How do we make it through the day without feeling overwhelmed by life? Are we wired to feel empathy and suffer with every drama that we witness every day?
In the 2009 article “From dehumanization and objectification to rehumanization: Neuroimaging studies on the building blocks of empathy” Susan Fiske, Eugene Higgins Professor of Psychology and Public Affairs at the Princeton University Department of Psychology, answers these questions by arguing that in order to feel empathy or feel with someone else, we must first believe that this someone else is our equal — a human being with intentions, thoughts, and feelings. Then we are likely to recognize and envision them relieved of their suffering. If we view people based on stereotypes, by applying our cultural bias, prejudice and conditioning, we deprive people of their humanity and are not likely to feel empathy towards them.
According to Fiske, how much we empathize depends on what kind of social attributes we give people. Neuroimaging studies showed that when research participants looked at photographs of people similar to them, social attributes such as warmth and competence were high and the medial prefrontal cortex (mPFC) region of their brain associated with perception was activated. When participants looked at pictures of people unlike them, such as homeless people, their perception was low on warmth and competence, and the mPFC region of their brain failed to activate, indicating a lack of empathy. When Fiske shifted the question and asked research participants to imagine what vegetables the homeless guy might be eating, the emotions of the participants also shifted, and the mPFC regions of their brain activated. This softening of perceptions, from not acknowledging the person at all, to they are us, under different circumstances, is good news.

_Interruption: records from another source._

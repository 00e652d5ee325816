// Copyright 2025-present Harīṣh Tummalachērla
// SPDX-License-Identifier: Apache-2.0

//! Scoring and ranking: how candidate results get their numbers.
//!
//! Three layers, each testable alone. `pattern` decides whether a filename is
//! a generated reference page. `core` turns that decision into a score. The
//! `ranking` harness applies whatever scorer it was given to a result list.

mod core;
pub mod pattern;
pub mod ranking;

pub use self::core::*;
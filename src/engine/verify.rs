//! Read-only drift detection between stored and recomputed aggregates.
//!
//! Concurrent writers that bypass the per-pool lock can overwrite each
//! other's counter changes; this check recomputes the aggregates from the
//! stored distributions and flags any counter outside the balance epsilon.

use crate::domain::{Decimal, Pool};

use super::{balance_epsilon, LiquidityLedger};

/// One counter whose stored value disagrees with the recomputation.
#[derive(Debug, Clone, PartialEq, Eq)]
pub struct FieldDrift {
    pub field: &'static str,
    pub stored: Decimal,
    pub recomputed: Decimal,
}

#[derive(Debug, Clone, PartialEq, Eq)]
pub struct VerificationReport {
    pub pool: Pool,
    pub matches: bool,
    pub drifts: Vec<FieldDrift>,
}

/// Recompute aggregates from the ledger's distributions and compare against
/// the stored counters. Never mutates stored state.
pub fn verify_ledger(ledger: &LiquidityLedger) -> VerificationReport {
    let mut recomputed = ledger.clone();
    recomputed.recalculate();

    let eps = balance_epsilon();
    let checks = [
        (
            "distributedLiquidity",
            ledger.distributed_liquidity,
            recomputed.distributed_liquidity,
        ),
        (
            "totalProfitLoss",
            ledger.total_profit_loss,
            recomputed.total_profit_loss,
        ),
        (
            "totalProfitLossPercentage",
            ledger.total_profit_loss_percentage,
            recomputed.total_profit_loss_percentage,
        ),
        (
            "totalLiquidity",
            ledger.total_liquidity,
            recomputed.total_liquidity,
        ),
        (
            "availableLiquidity",
            ledger.available_liquidity,
            recomputed.available_liquidity,
        ),
    ];

    let drifts: Vec<FieldDrift> = checks
        .into_iter()
        .filter(|(_, stored, fresh)| (*stored - *fresh).abs() > eps)
        .map(|(field, stored, recomputed)| FieldDrift {
            field,
            stored,
            recomputed,
        })
        .collect();

    VerificationReport {
        pool: ledger.pool,
        matches: drifts.is_empty(),
        drifts,
    }
}
//! Single-writer command service over the ledger aggregate.
//!
//! Every mutation is load → command → persist under the pool's mutex, so
//! writers within this process are serialized per pool. The version
//! compare-and-swap in the repository rejects writes from anything that
//! bypassed the lock.

use std::collections::HashMap;
use std::sync::Arc;
use thiserror::Error;
use tokio::sync::Mutex;
use tracing::info;

use crate::db::{Repository, StoreError};
use crate::domain::{Decimal, Pool, PositionId, Symbol};
use crate::engine::{
    verify_ledger, LedgerError, LiquidityLedger, RemoveOutcome, SellOutcome, VerificationReport,
};

/// Errors surfaced by ledger service operations.
#[derive(Debug, Error)]
pub enum ServiceError {
    #[error(transparent)]
    Ledger(#[from] LedgerError),
    #[error(transparent)]
    Store(#[from] StoreError),
}

impl From<sqlx::Error> for ServiceError {
    fn from(err: sqlx::Error) -> Self {
        ServiceError::Store(StoreError::Db(err))
    }
}

pub struct LedgerService {
    repo: Arc<Repository>,
    locks: HashMap<Pool, Mutex<()>>,
}

impl LedgerService {
    pub fn new(repo: Arc<Repository>) -> Self {
        let locks = Pool::ALL.iter().map(|p| (*p, Mutex::new(()))).collect();
        Self { repo, locks }
    }

    /// Current ledger for a pool; a pool never funded reads as a zeroed
    /// ledger (lazy initialization; the row appears on first mutation).
    pub async fn get(&self, pool: Pool) -> Result<LiquidityLedger, ServiceError> {
        self.load(pool).await
    }

    /// Re-base the pool's capital.
    pub async fn fund(&self, pool: Pool, amount: Decimal) -> Result<LiquidityLedger, ServiceError> {
        let (ledger, _) = self.mutate(pool, |l| l.fund(amount)).await?;
        info!("Funded pool {} with {}", pool, amount);
        Ok(ledger)
    }

    /// Allocate a percentage of available liquidity to a new position.
    pub async fn allocate(
        &self,
        pool: Pool,
        position_id: PositionId,
        symbol: Symbol,
        percentage: Decimal,
        entry_price: Decimal,
    ) -> Result<LiquidityLedger, ServiceError> {
        let id = position_id.clone();
        let (ledger, _) = self
            .mutate(pool, move |l| {
                l.allocate(position_id, symbol, percentage, entry_price)
                    .map(|_| ())
            })
            .await?;
        info!("Allocated {}% of pool {} to position {}", percentage, pool, id);
        Ok(ledger)
    }

    /// Re-mark a batch of positions in one persisted pass.
    ///
    /// Unknown or inactive position ids are collected and reported, known
    /// ones are applied; a validation failure aborts the whole batch before
    /// anything is persisted.
    pub async fn revalue_bulk(
        &self,
        pool: Pool,
        prices: Vec<(PositionId, Decimal)>,
    ) -> Result<(LiquidityLedger, Vec<PositionId>), ServiceError> {
        self.mutate(pool, move |l| {
            let mut unknown = Vec::new();
            for (position_id, price) in prices {
                match l.revalue(&position_id, price) {
                    Ok(()) => {}
                    Err(LedgerError::DistributionNotFound(id)) => unknown.push(id),
                    Err(other) => return Err(other),
                }
            }
            Ok(unknown)
        })
        .await
    }

    /// Sell part or all of a distribution.
    pub async fn sell(
        &self,
        pool: Pool,
        position_id: &PositionId,
        shares: Decimal,
        price: Decimal,
    ) -> Result<(LiquidityLedger, SellOutcome), ServiceError> {
        let id = position_id.clone();
        let result = self
            .mutate(pool, move |l| l.sell(&id, shares, price))
            .await?;
        info!(
            "Sold {} shares of position {} in pool {} at {}",
            shares, position_id, pool, price
        );
        Ok(result)
    }

    /// Force-close a distribution.
    pub async fn remove(
        &self,
        pool: Pool,
        position_id: &PositionId,
    ) -> Result<(LiquidityLedger, RemoveOutcome), ServiceError> {
        let id = position_id.clone();
        let result = self.mutate(pool, move |l| l.remove(&id)).await?;
        info!("Removed distribution {} from pool {}", position_id, pool);
        Ok(result)
    }

    /// Read-only drift check: recompute aggregates from stored
    /// distributions and compare against the stored counters.
    pub async fn verify(&self, pool: Pool) -> Result<VerificationReport, ServiceError> {
        let ledger = self.load(pool).await?;
        Ok(verify_ledger(&ledger))
    }

    async fn load(&self, pool: Pool) -> Result<LiquidityLedger, ServiceError> {
        Ok(self
            .repo
            .load_ledger(pool)
            .await?
            .unwrap_or_else(|| LiquidityLedger::empty(pool)))
    }

    /// Run one command under the pool's writer lock and persist on success.
    /// A rejected command returns before the save, leaving the store
    /// untouched.
    async fn mutate<F, T>(&self, pool: Pool, command: F) -> Result<(LiquidityLedger, T), ServiceError>
    where
        F: FnOnce(&mut LiquidityLedger) -> Result<T, LedgerError>,
    {
        let _guard = self
            .locks
            .get(&pool)
            .expect("every pool has a writer lock")
            .lock()
            .await;

        let mut ledger = self.load(pool).await?;
        let output = command(&mut ledger)?;
        ledger.version = self.repo.save_ledger(&ledger).await?;
        Ok((ledger, output))
    }
}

Fiske’s research shines a light on the potential benefits that regular mindfulness practices can have in opening our hearts to less stereotyping and more compassionate perceiving of the world. A non-judgmental perception of others, characterized by friendliness, kindness and an open curiosity is key. Feeling another person’s pain and suffering is often a prerequisite to feeling compassion. As Richard J. Davidson, professor of psychology and psychiatry at the University of Wisconsin–Madison and founder and chair of the Center for Healthy Minds has shown, we can learn to regulate our empathy by focusing and envisioning the person being relieved of their suffering. Regular mindfulness practices such as focusing and repeating a phrase silently in our mind such as, “may you be happy, may you be free of suffering,” shifts the pathways in our brains from experiencing painful empathy to more rewarding areas of compassion.